# [Try it]
Each of the records below must be reproduced verbatim.

# [Raw data]
>>>
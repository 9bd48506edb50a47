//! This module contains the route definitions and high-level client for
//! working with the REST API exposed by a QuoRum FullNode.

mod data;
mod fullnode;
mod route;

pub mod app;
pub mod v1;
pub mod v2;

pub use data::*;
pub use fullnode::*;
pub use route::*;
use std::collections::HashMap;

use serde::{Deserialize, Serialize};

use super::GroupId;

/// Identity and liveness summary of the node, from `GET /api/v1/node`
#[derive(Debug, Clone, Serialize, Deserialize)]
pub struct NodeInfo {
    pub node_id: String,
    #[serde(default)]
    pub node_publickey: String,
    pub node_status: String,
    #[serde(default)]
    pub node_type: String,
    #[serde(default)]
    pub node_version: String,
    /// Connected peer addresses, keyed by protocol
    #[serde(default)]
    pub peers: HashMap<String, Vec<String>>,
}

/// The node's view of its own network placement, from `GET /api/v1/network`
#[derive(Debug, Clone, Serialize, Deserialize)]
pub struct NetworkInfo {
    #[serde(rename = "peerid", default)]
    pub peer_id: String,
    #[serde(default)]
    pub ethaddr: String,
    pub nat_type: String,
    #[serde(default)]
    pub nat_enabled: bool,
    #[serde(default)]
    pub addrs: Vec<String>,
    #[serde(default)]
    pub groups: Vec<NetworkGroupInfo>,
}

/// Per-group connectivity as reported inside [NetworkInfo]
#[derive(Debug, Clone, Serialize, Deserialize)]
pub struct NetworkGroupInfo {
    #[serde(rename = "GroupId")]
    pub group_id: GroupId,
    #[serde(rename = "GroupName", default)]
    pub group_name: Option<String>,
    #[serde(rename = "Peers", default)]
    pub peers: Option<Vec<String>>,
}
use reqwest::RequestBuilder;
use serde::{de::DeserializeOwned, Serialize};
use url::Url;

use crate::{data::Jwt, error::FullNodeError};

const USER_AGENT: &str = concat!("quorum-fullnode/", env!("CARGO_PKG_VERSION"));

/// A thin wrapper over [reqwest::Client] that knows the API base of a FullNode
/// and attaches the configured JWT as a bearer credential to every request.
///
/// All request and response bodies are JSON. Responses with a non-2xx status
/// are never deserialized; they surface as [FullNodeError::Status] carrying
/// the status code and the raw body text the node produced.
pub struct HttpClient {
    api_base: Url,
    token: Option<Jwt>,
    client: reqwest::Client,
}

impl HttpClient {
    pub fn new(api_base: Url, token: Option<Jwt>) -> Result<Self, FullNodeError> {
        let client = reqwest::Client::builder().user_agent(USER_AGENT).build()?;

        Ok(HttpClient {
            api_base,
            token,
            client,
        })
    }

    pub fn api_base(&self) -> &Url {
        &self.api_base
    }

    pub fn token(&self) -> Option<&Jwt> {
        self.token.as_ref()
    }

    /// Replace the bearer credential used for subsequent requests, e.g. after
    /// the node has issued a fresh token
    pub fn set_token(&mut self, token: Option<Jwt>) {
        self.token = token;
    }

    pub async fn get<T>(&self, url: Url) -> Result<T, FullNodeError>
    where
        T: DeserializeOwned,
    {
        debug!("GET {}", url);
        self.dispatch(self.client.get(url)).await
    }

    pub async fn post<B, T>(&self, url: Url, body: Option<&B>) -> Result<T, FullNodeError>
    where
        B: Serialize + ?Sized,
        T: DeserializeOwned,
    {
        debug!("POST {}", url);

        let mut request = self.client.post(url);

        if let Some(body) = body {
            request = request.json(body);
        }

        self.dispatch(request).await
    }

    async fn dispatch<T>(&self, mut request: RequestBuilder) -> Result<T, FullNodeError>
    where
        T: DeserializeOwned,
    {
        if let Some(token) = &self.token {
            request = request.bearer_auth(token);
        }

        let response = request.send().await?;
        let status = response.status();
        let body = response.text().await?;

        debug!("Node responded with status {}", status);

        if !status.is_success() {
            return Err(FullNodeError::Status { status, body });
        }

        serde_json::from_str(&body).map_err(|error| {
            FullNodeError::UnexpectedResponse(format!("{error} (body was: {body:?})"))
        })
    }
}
<<<
# [Response]
repository 9bd48506edb50a47
//! This module contains the route definitions and high-level client for
//! working with the REST API exposed by a QuoRum FullNode.

mod data;
mod fullnode;
mod route;

pub mod app;
pub mod v1;
pub mod v2;

pub use data::*;
pub use fullnode::*;
pub use route::*;
use std::collections::HashMap;

use serde::{Deserialize, Serialize};

use super::GroupId;

/// Identity and liveness summary of the node, from `GET /api/v1/node`
#[derive(Debug, Clone, Serialize, Deserialize)]
pub struct NodeInfo {
    pub node_id: String,
    #[serde(default)]
    pub node_publickey: String,
    pub node_status: String,
    #[serde(default)]
    pub node_type: String,
    #[serde(default)]
    pub node_version: String,
    /// Connected peer addresses, keyed by protocol
    #[serde(default)]
    pub peers: HashMap<String, Vec<String>>,
}

/// The node's view of its own network placement, from `GET /api/v1/network`
#[derive(Debug, Clone, Serialize, Deserialize)]
pub struct NetworkInfo {
    #[serde(rename = "peerid", default)]
    pub peer_id: String,
    #[serde(default)]
    pub ethaddr: String,
    pub nat_type: String,
    #[serde(default)]
    pub nat_enabled: bool,
    #[serde(default)]
    pub addrs: Vec<String>,
    #[serde(default)]
    pub groups: Vec<NetworkGroupInfo>,
}

/// Per-group connectivity as reported inside [NetworkInfo]
#[derive(Debug, Clone, Serialize, Deserialize)]
pub struct NetworkGroupInfo {
    #[serde(rename = "GroupId")]
    pub group_id: GroupId,
    #[serde(rename = "GroupName", default)]
    pub group_name: Option<String>,
    #[serde(rename = "Peers", default)]
    pub peers: Option<Vec<String>>,
}
use reqwest::RequestBuilder;
use serde::{de::DeserializeOwned, Serialize};
use url::Url;

use crate::{data::Jwt, error::FullNodeError};

const USER_AGENT: &str = concat!("quorum-fullnode/", env!("CARGO_PKG_VERSION"));

/// A thin wrapper over [reqwest::Client] that knows the API base of a FullNode
/// and attaches the configured JWT as a bearer credential to every request.
///
/// All request and response bodies are JSON. Responses with a non-2xx status
/// are never deserialized; they surface as [FullNodeError::Status] carrying
/// the status code and the raw body text the node produced.
pub struct HttpClient {
    api_base: Url,
    token: Option<Jwt>,
    client: reqwest::Client,
}

impl HttpClient {
    pub fn new(api_base: Url, token: Option<Jwt>) -> Result<Self, FullNodeError> {
        let client = reqwest::Client::builder().user_agent(USER_AGENT).build()?;

        Ok(HttpClient {
            api_base,
            token,
            client,
        })
    }

    pub fn api_base(&self) -> &Url {
        &self.api_base
    }

    pub fn token(&self) -> Option<&Jwt> {
        self.token.as_ref()
    }

    /// Replace the bearer credential used for subsequent requests, e.g. after
    /// the node has issued a fresh token
    pub fn set_token(&mut self, token: Option<Jwt>) {
        self.token = token;
    }

    pub async fn get<T>(&self, url: Url) -> Result<T, FullNodeError>
    where
        T: DeserializeOwned,
    {
        debug!("GET {}", url);
        self.dispatch(self.client.get(url)).await
    }

    pub async fn post<B, T>(&self, url: Url, body: Option<&B>) -> Result<T, FullNodeError>
    where
        B: Serialize + ?Sized,
        T: DeserializeOwned,
    {
        debug!("POST {}", url);

        let mut request = self.client.post(url);

        if let Some(body) = body {
            request = request.json(body);
        }

        self.dispatch(request).await
    }

    async fn dispatch<T>(&self, mut request: RequestBuilder) -> Result<T, FullNodeError>
    where
        T: DeserializeOwned,
    {
        if let Some(token) = &self.token {
            request = request.bearer_auth(token);
        }

        let response = request.send().await?;
        let status = response.status();
        let body = response.text().await?;

        debug!("Node responded with status {}", status);

        if !status.is_success() {
            return Err(FullNodeError::Status { status, body });
        }

        serde_json::from_str(&body).map_err(|error| {
            FullNodeError::UnexpectedResponse(format!("{error} (body was: {body:?})"))
        })
    }
}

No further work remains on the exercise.